Les médias libéraux américains sont plongés dans une frénésie absolue en reliant les deux événements, qui sont tous deux imputés à Trump comme si les Brésiliens eux-mêmes n’avaient pas d’agence de renseignement. La conspiration implicite est renforcée par les liens indéniablement étroits de Bolsonaro avec Donald Trump. MSNBC pontifie : « Après les événements de ce week-end au Brésil, les parallèles et les liens avec le trumpisme, nous sommes devenus un exportateur d’extrémisme de droite. »

Implicite est la notion absurde de MSNBC selon laquelle les États-Unis ont autrefois exporté la démocratie. La collusion des États-Unis dans l’incarcération de Lula, qui a assisté depuis la prison à l’élection qui a permis à Bolsonaro d’entrer en fonction, est commodément oubliée. Rappelez-vous également les 21 années de dictatures militaires soutenues par les États-Unis au Brésil, de 1964 à 1985.

Les présidents de gauche en Amérique latine ont également condamné les attaques de droite au Brésil, mais dans la perspective d’être déjà eux-mêmes les destinataires de la soi-disant exportation démocratique américaine. Le président vénézuélien Nicolás Maduro a commenté : « Nous rejetons catégoriquement la violence générée par les groupes néofascistes de Bolsonaro qui ont attaqué les institutions démocratiques du Brésil. »
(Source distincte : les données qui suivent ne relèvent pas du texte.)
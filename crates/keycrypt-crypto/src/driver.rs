//! The keyed crypto facade
//!
//! [`Crypto`] holds one shared secret and nothing else. Hashing lives in
//! [`crate::hash`], the AES-GCM envelope in [`crate::envelope`].

use secrecy::{ExposeSecret, SecretString};

/// Hashing and authenticated encryption driven by a single secret key.
///
/// Immutable after construction and `Send + Sync`: share it by reference or
/// behind an `Arc` without locking.
pub struct Crypto {
    secret: SecretString,
}

impl Crypto {
    /// Build a facade over `secret`. Any string is accepted, including the
    /// empty one, since HMAC takes keys of arbitrary length.
    pub fn new(secret: impl Into<String>) -> Self {
        Self::from_secret(SecretString::from(secret.into()))
    }

    pub fn from_secret(secret: SecretString) -> Self {
        Self { secret }
    }

    /// Raw bytes of the shared secret (the HMAC key).
    pub(crate) fn secret_bytes(&self) -> &[u8] {
        self.secret.expose_secret().as_bytes()
    }
}

impl std::fmt::Debug for Crypto {
    fn fmt(&self, f: &mut std::fmt::Formatter<'_>) -> std::fmt::Result {
        f.debug_struct("Crypto")
            .field("secret", &"[REDACTED]")
            .finish()
    }
}

#[cfg(test)]
mod tests {
    use super::*;

    #[test]
    fn test_debug_redacts_secret() {
        let crypto = Crypto::new("hunter2");
        let rendered = format!("{crypto:?}");
        assert!(rendered.contains("[REDACTED]"));
        assert!(!rendered.contains("hunter2"));
    }

    #[test]
    fn test_secret_bytes() {
        let crypto = Crypto::from_secret(SecretString::from("secret"));
        assert_eq!(crypto.secret_bytes(), b"secret");
    }

    #[test]
    fn test_facade_is_send_and_sync() {
        fn assert_send_sync<T: Send + Sync>() {}
        assert_send_sync::<Crypto>();
    }
}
Maduro a probablement réfléchi à des événements de déstabilisation similaires de droite qui ont conduit à des tentatives de coup d’État infructueuses soutenues par les États-Unis contre lui et au coup d’État de 2019 en Bolivie. Dans ce dernier cas, le président de gauche Evo Morales a été destitué avec la connivence des États-Unis travaillant par l’intermédiaire de l’Organisation des États américains.

Appels à Bolsonaro

Comme on pouvait s’y attendre, de nombreux politiciens démocrates ont exigé que Bolsonaro soit expulsé du pays à la lumière de la bagarre à Brasilia. La représentante Alexandria Ocasio-Cortez, qui dit la vérité au pouvoir tant que celui-ci n’est pas la direction de son parti, a appelé à l’expulsion de Bolsonaro. Les représentants démocrates Ilhan Omar et Mark Takano ont fait écho à ce sentiment avec le sénateur Sanders. Ils dénoncent tous les influences « fascistes » au Brésil (tout en les finançant en Ukraine).

En réponse à la pression croissante de son parti pour bannir l’invité brésilien indésirable, le président Biden n’a rien fait ou, comme le rapporte l’AP par euphémisme, il « a procédé avec prudence ». Le porte-parole du département d’État, Ned Price, a fait ce qu’il fait le mieux en « esquivant les questions sur la présence de Bolsonaro ». Le conseiller américain à la sécurité nationale, Jake Sullivan, s’est montré « tout aussi circonspect ».

Bien que la nouvelle administration Lula au Brésil enquête sur les infractions potentielles commises par Bolsonaro, aucune demande formelle d’extradition n’a été faite à Washington. En outre, une demande d’extradition de la part de Lula est peu probable. Avec tous les défis auxquels sa présidence naissante est confrontée, il est préférable que son principal rival – en particulier celui dont le parti a balayé la législature et les États clés – s’installe tranquillement dans l’exil lointain.

Cependant, Bolsonaro pourrait toujours être légalement expulsé en vertu de la loi américaine si le secrétaire d’État estime que sa présence continue ici « aurait des conséquences potentiellement graves pour la politique étrangère des États-Unis ».

Roger Harris siège au conseil d’administration du Groupe de travail sur les Amériques, une organisation anti-impérialiste de défense des droits de l’homme vieille de 32 ans.